It’s been a bit of a crunch week for me this week, with the Bigtown Bike Breakfast last Thursday (this was a roaring success, helped by half a primary school turning up on bikes (despite the school in question being one of the most difficult to get to by bike in Bigtown, so chapeau to the teachers) and tomorrow’s Fancy Women ride to organise (current status: finely balanced between panicking about nobody turning up and panicking that too many people will turn up and it will be chaos). There’s also the small matter of my Anniversaire which is next Saturday and didn’t even have a route planned until late last night. But it’s also September, and a gorgeously fine one to boot, and gardens wait for nobody, however busy they might be.
As always with my garden I have a lot of half-baked projects on the go and the current one is establishing a bit of a wildflower meadow in the bottom corner which will hopefully function as more hare habitat as well as joining up with the bit of the field that has been left uncut. There’s an easy – or at least quick – way to establish a meadow, which is to remove everything that’s already growing there (“herbicides may be needed to remove perennial weeds”, as the guides say, which seems a bit counterproductive for a wildlife-friendly garden) and then replant with a mix of seed, but anyone who’s been following my gardening adventures for a while will probably guess that’s not the way I’m going about it. As far as I can tell from what I’ve read, the other way to establish a wildflower meadow is to only cut a piece of ground once a year, while being progressively beastly to the grass – removing fertility from the soil and sowing yellow rattle, which parasitises grass – and encouraging other things to grow in its place.
Given that – as I’ve said before – what this garden really wants to do is grow grass, I may be in for an uphill struggle here. But nothing ventured – and at least it will save the other half some strimming.
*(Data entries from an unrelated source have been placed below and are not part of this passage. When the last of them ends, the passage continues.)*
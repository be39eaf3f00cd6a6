/// Human-readable size with log-1024 units, two decimals, trailing zeros trimmed
pub fn format_file_size(bytes: u64) -> String {
    const UNITS: [&str; 5] = ["Bytes", "KB", "MB", "GB", "TB"];

    if bytes == 0 {
        return "0 Bytes".to_string();
    }

    let exponent = ((bytes as f64).ln() / 1024_f64.ln()).floor() as usize;
    let exponent = exponent.min(UNITS.len() - 1);
    let value = bytes as f64 / 1024_f64.powi(exponent as i32);

    let mut rendered = format!("{:.2}", value);
    while rendered.ends_with('0') {
        rendered.pop();
    }
    if rendered.ends_with('.') {
        rendered.pop();
    }

    format!("{} {}", rendered, UNITS[exponent])
}

#[cfg(test)]
mod tests {
    use super::*;

    #[test]
    fn test_zero() {
        assert_eq!(format_file_size(0), "0 Bytes");
    }

    #[test]
    fn test_exact_units() {
        assert_eq!(format_file_size(1), "1 Bytes");
        assert_eq!(format_file_size(1024), "1 KB");
        assert_eq!(format_file_size(1024 * 1024), "1 MB");
        assert_eq!(format_file_size(6 * 1024 * 1024 * 1024), "6 GB");
    }

    #[test]
    fn test_fractional_values() {
        assert_eq!(format_file_size(1536), "1.5 KB");
        assert_eq!(format_file_size(2000 * 1024 * 1024), "1.95 GB");
    }

    #[test]
    fn test_huge_values_clamp_to_largest_unit() {
        let two_pb = 2 * 1024_u64.pow(5);
        assert_eq!(format_file_size(two_pb), "2048 TB");
    }
}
So far, we’ve let the grass grow long in our chosen corner over the summer, and have now cut and raked it to remove some of the grass. I’ve also transplanted what I’m fairly certain are wood anemone rhizomes – but realistically, could be anything, so a nice surprise for spring – from another part of the garden, and started creating bare patches where I’ll sow yellow rattle seed and maybe some other wildflower seed that we were given at a wedding last year. Then, hopefully, it will just be a question of time, an occasional strim, and sitting back and watching our meadow bloom. Or, possibly more likely, entering into a battle royal with dock, nettles and brambles – and of course grass – until we give up and take it back to lawn …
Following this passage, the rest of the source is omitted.